Chart review represents a well-established technique for measuring and continuously improving the quality of health care.28
Academic medical centers have provided benchmarking data by postgraduate year,29–31
and evaluation of personal clinical performance against benchmarks has become an accepted intervention in professional development outside of academic settings.32
Results of this study add to the literature by demonstrating that residents who participated in annual reviews of their own patients’ charts exhibited increased adherence to nationally recognized preventive and chronic disease standards. Residents showed significant improvement over postgraduate year in their rates of administering immunizations (tetanus, pneumococcal), screening for diabetes, cholesterol, and cancer (colorectal, cervical), and screening for behavioral risk factors, as well as in their management of diabetes (LDL, microalbumin, foot and eye care). These findings are consistent with the notion that physicians naturally seek to close gaps in their performance once they become aware of them, especially if those gaps are self-discovered.33
Although our focus has always been on residents’ individual practice-based learning and improvement, differences in compliance rates clearly exist within our residency program and in comparisons between our residency and other residency programs. For example, although all of our residents were exposed to the same curriculum and model for faculty supervision, compliance rates were significantly higher at the VA than at the UW. This might be explained by the fact that practice guidelines at the VA were fully integrated into an established electronic medical record system, and residents had primary responsibility for their patient panels, whereas electronic medical records were unavailable at the UW, and residents had to schedule their patients through their attendings, thereby limiting access to patient information and the ability to monitor quality improvements. It is more difficult to explain how specific clinic practices (e.g., reminder systems, protocols for immunizations) might have led to differential improvements in some screening measures (e.g., cervical cancer) and not others (e.g., breast cancer) or to specify reasons for incremental improvements over time given the retrospective nature of our data. Moreover, the fact that we, like Kern (1990),29
found improved outcomes across residency years where others did not,31
or that our compliance rates appear similar to baseline rates in some studies,22
but higher than those reported in other studies15
suggests potential differences in practice sites that may be too numerous to speculate (e.g., patient populations, frequencies of re-visits to clinic, core curriculum).
Residents consistently reported benefiting from the process of reviewing their patients’ charts. Those who completed the survey typically cited gains in understanding about their medical practices, with some, although not a majority of residents, articulating specific progress toward commitments to change. These findings suggest that the residency program may wish to strengthen PBLI skills in continuity clinics,34
while reinforcing residents’ skills at self-reflection through focused mentorship,35
since residents who fail to engage in reflection or critical reflection25
on this exercise may be less capable in general of addressing their gaps and improving their medical practices.
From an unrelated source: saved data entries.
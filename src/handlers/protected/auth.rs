use axum::Extension;

use crate::middleware::{ApiResponse, ApiResult, AuthUser};
use crate::types::UserView;

/// GET /api/auth/me - the caller as currently stored, with `is_seed`.
pub async fn me_get(Extension(user): Extension<AuthUser>) -> ApiResult<UserView> {
    Ok(ApiResponse::success(user.0))
}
This paper provided support for the feasibility and practicality of our limited cost method of chart review. In contrast to a more expensive model of quality assessment, we estimate that our method could be implemented in a similar-sized program at an annual cost of about $3,000, based on 15 h per year of faculty time (at $100 per hour), supported by 20 h for a program assistant to monitor compliance (at $15 per hour), and 40 h by a data analyst to compile, analyze, and report program data (at $30 per hour), plus the opportunity costs associated with resident time to complete the chart review.
Inherent limitations in the methodological features of our study must also be recognized. We assumed that the value of spending time looking at one’s own work relative to accepted standards of care outweighed the potential for resident bias in chart audit, but in the absence of a control group and double data extraction, we can neither claim that this PBLI activity changed resident behavior nor can we rule out the possibility that improvement over time reflected additional years of training. Similarly, we integrated practice-based learning into the ambulatory care setting assuming that this type of learning would lead to improved patient care practices, but because we did not actually measure improvements in the quality of patient care, we can not confirm this association. Finally, we laid a foundation for lifelong learning by protecting the chart review process from outside evaluation, thereby encouraging residents to take responsibility for their own foibles. However, absence of outcome-based assessments or other evidence to show that our former residents continued to apply their knowledge to self-improvement in their later medical practice hampered our ability to claim success at establishing lifelong self-regulation.
Conclusion Our method of chart review focused on inculcating a spirit of independent reflective thinking and providing residents with an opportunity to improve their practices based on what they learned. Our data collected over 5 years may have been retrospective, but they resulted in the accrual of a large number of individual measurements, and our findings seem promising enough to recommend more rigorous testing. Indeed, if this practical, meaningful, limited cost PBLI method could be shown to lead to change in resident behavior within controlled studies, it seems likely that many residency programs would choose to implement it. It is our hope that our enhanced counseling practices will likewise move residents along a continuum toward increasing critical self-reflection and commitment to individual and system change, further accelerating residents’ progress toward improved patient outcomes.